INFORMATION GIVEN Start Marker

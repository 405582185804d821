//! The career engine, a deterministic reducer over the event log.
//!
//! STATE MACHINE (one-way):
//!   Active  --Retired event-->  Retired
//!
//! RULES:
//!   - Events are applied in the order received. The engine never reorders.
//!   - Every applied event gets the next sequence number, starting at 1.
//!   - A rejected event changes nothing and consumes no sequence number.
//!   - Once retired, every further event is rejected.
//!   - With a store attached, every applied event is persisted, and a
//!     snapshot is written every SNAPSHOT_INTERVAL events and on retirement.

use crate::{
    error::{CareerError, CareerResult},
    event::{CareerEvent, EventLogEntry},
    ledger::CareerLedger,
    record::CareerRecord,
    retirement::{initiate_retirement, RetirementState},
    snapshot::{CareerSnapshot, SNAPSHOT_INTERVAL},
    store::CareerStore,
    types::{GmId, Seq},
};

pub struct CareerEngine {
    pub gm_id:  GmId,
    ledger:     CareerLedger,
    record:     CareerRecord,
    retirement: RetirementState,
    seq:        Seq,
    store:      Option<CareerStore>,
}

impl CareerEngine {
    /// An in-memory engine with no persistence.
    pub fn new(gm_id: &str, gm_name: &str, ledger: CareerLedger) -> Self {
        let record = ledger.create_career_record(gm_id, gm_name);
        Self {
            gm_id: gm_id.to_string(),
            ledger,
            record,
            retirement: RetirementState::active(),
            seq: 0,
            store: None,
        }
    }

    /// An engine that persists to `store`. The store must be migrated and
    /// must not already hold a career for `gm_id`; use `restore` for that.
    pub fn with_store(
        gm_id: &str,
        gm_name: &str,
        ledger: CareerLedger,
        store: CareerStore,
    ) -> CareerResult<Self> {
        if store.career_name(gm_id)?.is_some() {
            return Err(CareerError::CareerExists { gm_id: gm_id.to_string() });
        }
        store.insert_career(gm_id, gm_name, env!("CARGO_PKG_VERSION"))?;
        let mut engine = Self::new(gm_id, gm_name, ledger);
        engine.store = Some(store);
        Ok(engine)
    }

    /// Rebuild a saved career: latest snapshot plus the events after it.
    pub fn restore(gm_id: &str, ledger: CareerLedger, store: CareerStore) -> CareerResult<Self> {
        let gm_name = store
            .career_name(gm_id)?
            .ok_or_else(|| CareerError::CareerNotFound { gm_id: gm_id.to_string() })?;

        let mut engine = Self::new(gm_id, &gm_name, ledger);
        if let Some((seq, json)) = store.latest_snapshot(gm_id)? {
            let snapshot: CareerSnapshot = serde_json::from_str(&json)?;
            engine.record = snapshot.record;
            engine.retirement = snapshot.retirement;
            engine.seq = seq;
        }

        let pending = store.events_after(gm_id, engine.seq)?;
        log::debug!(
            "gm={gm_id} restoring from seq {} with {} event(s) to replay",
            engine.seq,
            pending.len()
        );
        for entry in pending {
            let event: CareerEvent = serde_json::from_str(&entry.payload)?;
            let (record, retirement) = engine.fold(&event)?;
            engine.record = record;
            engine.retirement = retirement;
            engine.seq = entry.seq;
        }

        engine.store = Some(store);
        Ok(engine)
    }

    /// Apply one event. The new state is persisted before it is adopted,
    /// so on any error the engine state is unchanged.
    pub fn apply(&mut self, event: CareerEvent) -> CareerResult<()> {
        let (record, retirement) = self.fold(&event)?;
        let seq = self.seq + 1;

        if let Some(store) = self.store.as_mut() {
            let entry = EventLogEntry {
                id:         None,
                gm_id:      self.gm_id.clone(),
                seq,
                event_type: event.type_name().to_string(),
                payload:    serde_json::to_string(&event)?,
            };
            let retired_row = match (&event, &retirement.career_summary) {
                (CareerEvent::Retired { year, reason }, Some(summary)) => {
                    Some((*year, *reason, summary))
                }
                _ => None,
            };
            let snapshot = if seq.is_multiple_of(SNAPSHOT_INTERVAL) || retirement.is_retired {
                let snapshot = CareerSnapshot {
                    gm_id:      self.gm_id.clone(),
                    seq,
                    record:     record.clone(),
                    retirement: retirement.clone(),
                };
                Some(serde_json::to_string(&snapshot)?)
            } else {
                None
            };

            store.commit_event(&entry, retired_row, snapshot.as_deref())?;
            if snapshot.is_some() {
                log::debug!("gm={} snapshot saved at seq {seq}", self.gm_id);
            }
        }

        self.record = record;
        self.retirement = retirement;
        self.seq = seq;
        Ok(())
    }

    /// Apply events in order, stopping at the first rejection.
    pub fn apply_all<I>(&mut self, events: I) -> CareerResult<()>
    where
        I: IntoIterator<Item = CareerEvent>,
    {
        for event in events {
            self.apply(event)?;
        }
        Ok(())
    }

    pub fn record(&self) -> &CareerRecord {
        &self.record
    }

    pub fn retirement(&self) -> &RetirementState {
        &self.retirement
    }

    pub fn is_retired(&self) -> bool {
        self.retirement.is_retired
    }

    pub fn seq(&self) -> Seq {
        self.seq
    }

    pub fn ledger(&self) -> &CareerLedger {
        &self.ledger
    }

    pub fn store(&self) -> Option<&CareerStore> {
        self.store.as_ref()
    }

    /// Compute the state after `event` without touching `self`.
    fn fold(&self, event: &CareerEvent) -> CareerResult<(CareerRecord, RetirementState)> {
        if let Some(year) = self.retirement.retirement_year {
            return Err(CareerError::AlreadyRetired { year });
        }

        let ledger = &self.ledger;
        let record = &self.record;
        let next = match event {
            CareerEvent::TeamStarted { team_id, team_name, year } => {
                ledger.start_new_team(record, team_id, team_name, *year)?
            }
            CareerEvent::SeasonRecorded { season } => {
                ledger.record_season(record, season.clone())?
            }
            CareerEvent::Fired { team_id, year, severity } => {
                ledger.record_firing(record, team_id, *year, *severity)?
            }
            CareerEvent::Resigned { team_id, year } => {
                ledger.record_resignation(record, team_id, *year)?
            }
            CareerEvent::UnemploymentYear => ledger.record_unemployment_year(record)?,
            CareerEvent::Retired { year, reason } => {
                let retirement = initiate_retirement(record, *year, *reason)?;
                return Ok((record.clone(), retirement));
            }
        };

        Ok((next, self.retirement.clone()))
    }
}
//! Career engine tests.
//!
//! Tests cover: ordered replay, the one-way retirement transition,
//! persistence of events and snapshots, restore from a save, and
//! all-or-nothing writes.

use career_core::{
    engine::CareerEngine,
    error::CareerError,
    event::{CareerEvent, EventLogEntry},
    ledger::{CareerLedger, FiringSeverity},
    legacy::LegacyTier,
    record::SeasonSnapshot,
    retirement::{validate_retirement_state, RetirementReason},
    store::CareerStore,
};

fn store() -> CareerStore {
    let _ = env_logger::builder().is_test(true).try_init();
    let store = CareerStore::in_memory().expect("in-memory store");
    store.migrate().expect("migration");
    store
}

fn temp_db(tag: &str) -> String {
    let path = std::env::temp_dir().join(format!("career-{tag}-{}.db", std::process::id()));
    let path = path.to_string_lossy().to_string();
    let _ = std::fs::remove_file(&path);
    path
}

fn season(year: u32, team: &str, wins: u32, losses: u32) -> CareerEvent {
    CareerEvent::SeasonRecorded {
        season: SeasonSnapshot::new(year, team, &team.to_uppercase(), wins, losses),
    }
}

fn hire(team: &str, year: u32) -> CareerEvent {
    CareerEvent::TeamStarted {
        team_id: team.to_string(),
        team_name: team.to_uppercase(),
        year,
    }
}

fn short_career() -> Vec<CareerEvent> {
    vec![
        hire("mia", 2015),
        season(2015, "mia", 6, 11),
        season(2016, "mia", 11, 6),
        CareerEvent::SeasonRecorded {
            season: SeasonSnapshot::new(2017, "mia", "MIA", 13, 4).with_division().with_playoffs(4).with_championship(),
        },
        CareerEvent::Resigned { team_id: "mia".into(), year: 2017 },
        CareerEvent::UnemploymentYear,
        hire("stl", 2019),
        season(2019, "stl", 3, 14),
        CareerEvent::Fired { team_id: "stl".into(), year: 2019, severity: FiringSeverity::Severe },
    ]
}

#[test]
fn replay_matches_direct_ledger_calls() {
    let ledger = CareerLedger::default();
    let mut engine = CareerEngine::new("gm-e", "Alex Moreau", ledger.clone());
    engine.apply_all(short_career()).unwrap();

    let mut r = ledger.create_career_record("gm-e", "Alex Moreau");
    r = ledger.start_new_team(&r, "mia", "MIA", 2015).unwrap();
    r = ledger.record_season(&r, SeasonSnapshot::new(2015, "mia", "MIA", 6, 11)).unwrap();
    r = ledger.record_season(&r, SeasonSnapshot::new(2016, "mia", "MIA", 11, 6)).unwrap();
    r = ledger
        .record_season(&r, SeasonSnapshot::new(2017, "mia", "MIA", 13, 4).with_division().with_playoffs(4).with_championship())
        .unwrap();
    r = ledger.record_resignation(&r, "mia", 2017).unwrap();
    r = ledger.record_unemployment_year(&r).unwrap();
    r = ledger.start_new_team(&r, "stl", "STL", 2019).unwrap();
    r = ledger.record_season(&r, SeasonSnapshot::new(2019, "stl", "STL", 3, 14)).unwrap();
    r = ledger.record_firing(&r, "stl", 2019, FiringSeverity::Severe).unwrap();

    assert_eq!(engine.record(), &r);
    assert_eq!(engine.seq(), 9);
    assert!(!engine.is_retired());
}

#[test]
fn retirement_is_one_way() {
    let mut engine = CareerEngine::new("gm-e", "Alex Moreau", CareerLedger::default());
    engine.apply_all(short_career()).unwrap();
    engine
        .apply(CareerEvent::Retired { year: 2020, reason: RetirementReason::Voluntary })
        .unwrap();
    assert!(engine.is_retired());
    assert!(validate_retirement_state(engine.retirement()));

    let seq = engine.seq();
    let err = engine.apply(hire("bos", 2021)).unwrap_err();
    assert!(matches!(err, CareerError::AlreadyRetired { year: 2020 }));
    let err = engine
        .apply(CareerEvent::Retired { year: 2022, reason: RetirementReason::Health })
        .unwrap_err();
    assert!(matches!(err, CareerError::AlreadyRetired { .. }));

    assert_eq!(engine.seq(), seq);
    assert_eq!(engine.retirement().retirement_year, Some(2020));
}

#[test]
fn rejected_event_changes_nothing() {
    let mut engine = CareerEngine::new("gm-e", "Alex Moreau", CareerLedger::default());
    engine.apply(hire("mia", 2015)).unwrap();
    let before = engine.record().clone();

    assert!(engine.apply(hire("bos", 2016)).is_err());
    assert!(engine.apply(season(2016, "bos", 9, 8)).is_err());
    assert!(engine
        .apply(CareerEvent::Retired { year: 1990, reason: RetirementReason::Forced })
        .is_err());

    assert_eq!(engine.record(), &before);
    assert_eq!(engine.seq(), 1);
    assert!(!engine.is_retired());
}

#[test]
fn events_and_snapshots_are_persisted() {
    let mut engine =
        CareerEngine::with_store("gm-p", "Alex Moreau", CareerLedger::default(), store()).unwrap();
    engine.apply_all(short_career()).unwrap();
    engine
        .apply(CareerEvent::Retired { year: 2020, reason: RetirementReason::Voluntary })
        .unwrap();

    let store = engine.store().unwrap();
    assert_eq!(store.event_count("gm-p").unwrap(), 10);
    // seq 5, then seq 10 (interval and retirement coincide).
    assert_eq!(store.snapshot_count("gm-p").unwrap(), 2);

    let summary = store.load_retirement_summary("gm-p").unwrap().expect("summary saved");
    let expected = engine.retirement().career_summary.as_ref().unwrap();
    assert_eq!(summary.legacy_score, expected.legacy_score);
    assert_eq!(summary.legacy_tier, expected.legacy_tier);
    assert_eq!(summary.team_legacies.len(), 2);
}

#[test]
fn event_log_preserves_order() {
    let mut engine =
        CareerEngine::with_store("gm-o", "Alex Moreau", CareerLedger::default(), store()).unwrap();
    engine.apply_all(short_career()).unwrap();

    let entries = engine.store().unwrap().events_after("gm-o", 0).unwrap();
    let seqs: Vec<_> = entries.iter().map(|e| e.seq).collect();
    assert_eq!(seqs, (1..=9).collect::<Vec<_>>());
    assert_eq!(entries[0].event_type, "team_started");
    assert_eq!(entries[5].event_type, "unemployment_year");
    assert_eq!(entries[8].event_type, "fired");
}

#[test]
fn restore_resumes_from_snapshot_and_tail() {
    let path = temp_db("restore");

    let original = {
        let store = CareerStore::open(&path).unwrap();
        store.migrate().unwrap();
        let mut engine =
            CareerEngine::with_store("gm-r", "Alex Moreau", CareerLedger::default(), store).unwrap();
        // 9 events: snapshot at seq 5, events 6..=9 in the tail.
        engine.apply_all(short_career()).unwrap();
        engine.record().clone()
    };

    let store = CareerStore::open(&path).unwrap();
    let mut restored = CareerEngine::restore("gm-r", CareerLedger::default(), store).unwrap();
    assert_eq!(restored.seq(), 9);
    assert_eq!(restored.record().gm_name, "Alex Moreau");
    assert_eq!(restored.record().total_seasons, original.total_seasons);
    assert_eq!(restored.record().total_wins, original.total_wins);
    assert_eq!(restored.record().times_fired, original.times_fired);
    assert_eq!(restored.record().reputation_score, original.reputation_score);
    assert_eq!(restored.record().teams_worked_for.len(), 2);

    restored
        .apply(CareerEvent::Retired { year: 2020, reason: RetirementReason::Voluntary })
        .unwrap();
    assert_eq!(restored.seq(), 10);
    assert!(validate_retirement_state(restored.retirement()));
    let summary = restored.retirement().career_summary.as_ref().unwrap();
    assert_eq!(summary.legacy_tier, LegacyTier::from_score(summary.legacy_score));

    drop(restored);
    let _ = std::fs::remove_file(&path);
}

#[test]
fn restore_unknown_career_fails() {
    let err = CareerEngine::restore("nobody", CareerLedger::default(), store()).err().unwrap();
    assert!(matches!(err, CareerError::CareerNotFound { .. }));
}

#[test]
fn with_store_refuses_existing_career() {
    let path = temp_db("exists");
    {
        let store = CareerStore::open(&path).unwrap();
        store.migrate().unwrap();
        let mut engine =
            CareerEngine::with_store("gm-x", "Alex Moreau", CareerLedger::default(), store).unwrap();
        engine.apply(hire("mia", 2015)).unwrap();
    }

    let store = CareerStore::open(&path).unwrap();
    let err = CareerEngine::with_store("gm-x", "Someone Else", CareerLedger::default(), store)
        .err()
        .unwrap();
    assert!(matches!(err, CareerError::CareerExists { .. }));

    let store = CareerStore::open(&path).unwrap();
    assert_eq!(store.career_name("gm-x").unwrap().as_deref(), Some("Alex Moreau"));
    assert_eq!(store.event_count("gm-x").unwrap(), 1);
    let _ = std::fs::remove_file(&path);
}

#[test]
fn failed_write_leaves_engine_unchanged() {
    let path = temp_db("write-fail");
    let store = CareerStore::open(&path).unwrap();
    store.migrate().unwrap();
    let mut engine =
        CareerEngine::with_store("gm-w", "Alex Moreau", CareerLedger::default(), store).unwrap();

    // Another writer takes seq 1 first.
    let other = CareerStore::open(&path).unwrap();
    other
        .append_event(&EventLogEntry {
            id:         None,
            gm_id:      "gm-w".into(),
            seq:        1,
            event_type: "unemployment_year".into(),
            payload:    serde_json::to_string(&CareerEvent::UnemploymentYear).unwrap(),
        })
        .unwrap();

    let err = engine.apply(hire("mia", 2015)).unwrap_err();
    assert!(matches!(err, CareerError::Database(_)));
    assert_eq!(engine.seq(), 0);
    assert!(!engine.record().is_employed());
    assert!(engine.record().teams_worked_for.is_empty());
    assert_eq!(other.event_count("gm-w").unwrap(), 1);

    drop(engine);
    drop(other);
    let _ = std::fs::remove_file(&path);
}

#[test]
fn failed_retirement_write_keeps_career_active() {
    let path = temp_db("retire-fail");
    let store = CareerStore::open(&path).unwrap();
    store.migrate().unwrap();
    let mut engine =
        CareerEngine::with_store("gm-t", "Alex Moreau", CareerLedger::default(), store).unwrap();
    engine.apply_all(short_career()).unwrap();

    let other = CareerStore::open(&path).unwrap();
    other
        .append_event(&EventLogEntry {
            id:         None,
            gm_id:      "gm-t".into(),
            seq:        10,
            event_type: "unemployment_year".into(),
            payload:    serde_json::to_string(&CareerEvent::UnemploymentYear).unwrap(),
        })
        .unwrap();

    let retire = CareerEvent::Retired { year: 2020, reason: RetirementReason::Voluntary };
    assert!(engine.apply(retire).is_err());
    assert!(!engine.is_retired());
    assert!(validate_retirement_state(engine.retirement()));
    assert_eq!(engine.seq(), 9);
    assert!(other.load_retirement_summary("gm-t").unwrap().is_none());
    // Only the seq 5 snapshot; the retirement snapshot rolled back.
    assert_eq!(other.snapshot_count("gm-t").unwrap(), 1);

    drop(engine);
    drop(other);
    let _ = std::fs::remove_file(&path);
}
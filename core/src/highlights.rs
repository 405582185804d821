//! Highlight reel extraction.
//!
//! Scans achievements and season history for three patterns:
//! championships, single-season turnarounds, and long tenures.

use crate::{
    record::{AchievementKind, CareerRecord},
    types::{TeamId, Year},
};
use serde::{Deserialize, Serialize};

/// A turnaround needs the prior season under this many wins...
const TURNAROUND_PREV_MAX_WINS: u32 = 6;
/// ...and the next season at or above this many.
const TURNAROUND_CURR_MIN_WINS: u32 = 10;
const LONGEVITY_MIN_SEASONS: u32 = 8;

#[derive(Debug, Clone, Copy, PartialEq, Eq, Serialize, Deserialize)]
#[serde(rename_all = "snake_case")]
pub enum HighlightType {
    Championship,
    Turnaround,
    Longevity,
}

/// Ordered most to least significant.
#[derive(Debug, Clone, Copy, PartialEq, Eq, PartialOrd, Ord, Serialize, Deserialize)]
#[serde(rename_all = "snake_case")]
pub enum Significance {
    Major,
    Notable,
    Minor,
}

#[derive(Debug, Clone, PartialEq, Serialize, Deserialize)]
pub struct CareerHighlight {
    pub kind:         HighlightType,
    pub significance: Significance,
    pub year:         Year,
    pub team_id:      TeamId,
    pub title:        String,
    pub description:  String,
}

pub fn extract_highlights(record: &CareerRecord) -> Vec<CareerHighlight> {
    let mut highlights = Vec::new();

    for a in record.achievements.iter().filter(|a| a.kind == AchievementKind::Championship) {
        highlights.push(CareerHighlight {
            kind: HighlightType::Championship,
            significance: Significance::Major,
            year: a.year,
            team_id: a.team_id.clone(),
            title: format!("{} Champions", a.year),
            description: a.description.clone(),
        });
    }

    for pair in record.season_history.windows(2) {
        let (prev, curr) = (&pair[0], &pair[1]);
        if prev.team_id == curr.team_id
            && prev.wins < TURNAROUND_PREV_MAX_WINS
            && curr.wins >= TURNAROUND_CURR_MIN_WINS
        {
            highlights.push(CareerHighlight {
                kind: HighlightType::Turnaround,
                significance: Significance::Notable,
                year: curr.year,
                team_id: curr.team_id.clone(),
                title: format!("The {} Turnaround", curr.year),
                description: format!(
                    "Took the {} from {}-{} to {}-{} in a single season",
                    curr.team_name, prev.wins, prev.losses, curr.wins, curr.losses
                ),
            });
        }
    }

    if let Some(t) = record.longest_tenure().filter(|t| t.seasons >= LONGEVITY_MIN_SEASONS) {
        highlights.push(CareerHighlight {
            kind: HighlightType::Longevity,
            significance: Significance::Notable,
            year: t.start_year,
            team_id: t.team_id.clone(),
            title: format!("{} Seasons with the {}", t.seasons, t.team_name),
            description: format!(
                "A {}-season run at the helm of the {}, the longest of the career",
                t.seasons, t.team_name
            ),
        });
    }

    // Stable: discovery order is kept within a significance band.
    highlights.sort_by_key(|h| h.significance);
    highlights
}
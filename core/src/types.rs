//! Shared primitive types used across the career engine.

/// A calendar season year (e.g. 2031).
pub type Year = u32;

/// Stable identifier for a general manager.
pub type GmId = String;

/// Stable identifier for a franchise.
pub type TeamId = String;

/// Position of an event in a career's event log. Starts at 1.
pub type Seq = u64;

/// Win percentage with ties counted as half a win. Zero games yields 0.0.
pub fn win_percentage(wins: u32, losses: u32, ties: u32) -> f64 {
    let games = wins + losses + ties;
    if games == 0 {
        return 0.0;
    }
    (wins as f64 + 0.5 * ties as f64) / games as f64
}

#[cfg(test)]
mod tests {
    use super::*;

    #[test]
    fn win_percentage_counts_ties_as_half() {
        assert_eq!(win_percentage(0, 0, 0), 0.0);
        assert_eq!(win_percentage(8, 8, 0), 0.5);
        assert!((win_percentage(8, 7, 1) - 0.53125).abs() < 1e-12);
    }
}
//! SQLite save slot for careers.
//!
//! RULE: Only store.rs talks to the database.
//! The engine calls store methods; it never executes SQL directly.

use crate::{
    error::CareerResult,
    event::EventLogEntry,
    retirement::{CareerSummary, RetirementReason},
    types::{Seq, Year},
};
use rusqlite::{params, Connection, OptionalExtension};
use serde::Serialize;

pub struct CareerStore {
    conn: Connection,
}

impl CareerStore {
    /// Open (or create) the save database at `path`.
    pub fn open(path: &str) -> CareerResult<Self> {
        let conn = Connection::open(path)?;
        // WAL is ignored by in-memory databases.
        let _ = conn.execute_batch("PRAGMA journal_mode=WAL;");
        conn.execute_batch("PRAGMA foreign_keys=ON;")?;
        Ok(Self { conn })
    }

    /// Open an in-memory database (used in tests).
    pub fn in_memory() -> CareerResult<Self> {
        let conn = Connection::open_in_memory()?;
        conn.execute_batch("PRAGMA foreign_keys=ON;")?;
        Ok(Self { conn })
    }

    /// Apply all schema migrations in order.
    pub fn migrate(&self) -> CareerResult<()> {
        self.conn.execute_batch(include_str!("../../migrations/001_career.sql"))?;
        Ok(())
    }

    // ── Career ─────────────────────────────────────────────────

    pub fn insert_career(&self, gm_id: &str, gm_name: &str, version: &str) -> CareerResult<()> {
        self.conn.execute(
            "INSERT INTO career (gm_id, gm_name, version) VALUES (?1, ?2, ?3)",
            params![gm_id, gm_name, version],
        )?;
        Ok(())
    }

    pub fn career_name(&self, gm_id: &str) -> CareerResult<Option<String>> {
        let name = self.conn
            .query_row(
                "SELECT gm_name FROM career WHERE gm_id = ?1",
                params![gm_id],
                |row| row.get(0),
            )
            .optional()?;
        Ok(name)
    }

    // ── Event log ──────────────────────────────────────────────

    pub fn append_event(&self, entry: &EventLogEntry) -> CareerResult<()> {
        insert_event(&self.conn, entry)
    }

    /// Persist one applied event with its retirement row and snapshot,
    /// all or nothing.
    pub fn commit_event(
        &mut self,
        entry:      &EventLogEntry,
        retirement: Option<(Year, RetirementReason, &CareerSummary)>,
        snapshot:   Option<&str>,
    ) -> CareerResult<()> {
        let tx = self.conn.transaction()?;

        insert_event(&tx, entry)?;
        if let Some((year, reason, summary)) = retirement {
            insert_retirement(&tx, &entry.gm_id, year, reason, summary)?;
        }
        if let Some(state_json) = snapshot {
            insert_snapshot(&tx, &entry.gm_id, entry.seq, state_json)?;
        }

        tx.commit()?;
        Ok(())
    }

    /// Events with seq strictly greater than `after`, in order.
    pub fn events_after(&self, gm_id: &str, after: Seq) -> CareerResult<Vec<EventLogEntry>> {
        let mut stmt = self.conn.prepare(
            "SELECT id, gm_id, seq, event_type, payload
             FROM career_event WHERE gm_id = ?1 AND seq > ?2
             ORDER BY seq ASC",
        )?;
        let entries = stmt
            .query_map(params![gm_id, after as i64], |row| {
                Ok(EventLogEntry {
                    id:         Some(row.get(0)?),
                    gm_id:      row.get(1)?,
                    seq:        row.get::<_, i64>(2)? as u64,
                    event_type: row.get(3)?,
                    payload:    row.get(4)?,
                })
            })?
            .collect::<Result<Vec<_>, _>>()?;
        Ok(entries)
    }

    pub fn event_count(&self, gm_id: &str) -> CareerResult<i64> {
        let count: i64 = self.conn.query_row(
            "SELECT COUNT(*) FROM career_event WHERE gm_id = ?1",
            params![gm_id],
            |row| row.get(0),
        )?;
        Ok(count)
    }

    // ── Snapshot ───────────────────────────────────────────────

    pub fn latest_snapshot(&self, gm_id: &str) -> CareerResult<Option<(Seq, String)>> {
        let result = self.conn
            .query_row(
                "SELECT seq, state_json FROM career_snapshot
                 WHERE gm_id = ?1
                 ORDER BY seq DESC LIMIT 1",
                params![gm_id],
                |row| Ok((row.get::<_, i64>(0)? as u64, row.get::<_, String>(1)?)),
            )
            .optional()?;
        Ok(result)
    }

    pub fn snapshot_count(&self, gm_id: &str) -> CareerResult<i64> {
        let count: i64 = self.conn.query_row(
            "SELECT COUNT(*) FROM career_snapshot WHERE gm_id = ?1",
            params![gm_id],
            |row| row.get(0),
        )?;
        Ok(count)
    }

    // ── Retirement ─────────────────────────────────────────────

    pub fn load_retirement_summary(&self, gm_id: &str) -> CareerResult<Option<CareerSummary>> {
        let json: Option<String> = self.conn
            .query_row(
                "SELECT summary_json FROM career_retirement WHERE gm_id = ?1",
                params![gm_id],
                |row| row.get(0),
            )
            .optional()?;
        match json {
            Some(j) => Ok(Some(serde_json::from_str(&j)?)),
            None => Ok(None),
        }
    }
}

fn insert_event(conn: &Connection, entry: &EventLogEntry) -> CareerResult<()> {
    conn.execute(
        "INSERT INTO career_event (gm_id, seq, event_type, payload)
         VALUES (?1, ?2, ?3, ?4)",
        params![entry.gm_id, entry.seq as i64, entry.event_type, entry.payload],
    )?;
    Ok(())
}

fn insert_snapshot(conn: &Connection, gm_id: &str, seq: Seq, state_json: &str) -> CareerResult<()> {
    conn.execute(
        "INSERT OR REPLACE INTO career_snapshot (gm_id, seq, state_json) VALUES (?1, ?2, ?3)",
        params![gm_id, seq as i64, state_json],
    )?;
    Ok(())
}

fn insert_retirement(
    conn:    &Connection,
    gm_id:   &str,
    year:    Year,
    reason:  RetirementReason,
    summary: &CareerSummary,
) -> CareerResult<()> {
    let summary_json = serde_json::to_string(summary)?;
    let reason = serde_name(&reason)?;
    let tier = serde_name(&summary.legacy_tier)?;
    conn.execute(
        "INSERT INTO career_retirement
             (gm_id, year, reason, legacy_score, legacy_tier, summary_json)
         VALUES (?1, ?2, ?3, ?4, ?5, ?6)",
        params![gm_id, year as i64, reason, summary.legacy_score, tier, summary_json],
    )?;
    Ok(())
}

/// The serde string form of a unit enum variant ("hall_of_fame").
fn serde_name<T: Serialize>(value: &T) -> CareerResult<String> {
    let value = serde_json::to_value(value)?;
    Ok(value.as_str().unwrap_or_default().to_string())
}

INFORMATION GIVEN End Marker

EXERCISE INSTRUCTIONS: Report all lines in the records that include the string "migrations".

THE ANSWER:
    /// Apply all schema migrations in order.
        self.conn.execute_batch(include_str!("../../migrations/001_career.sql"))?;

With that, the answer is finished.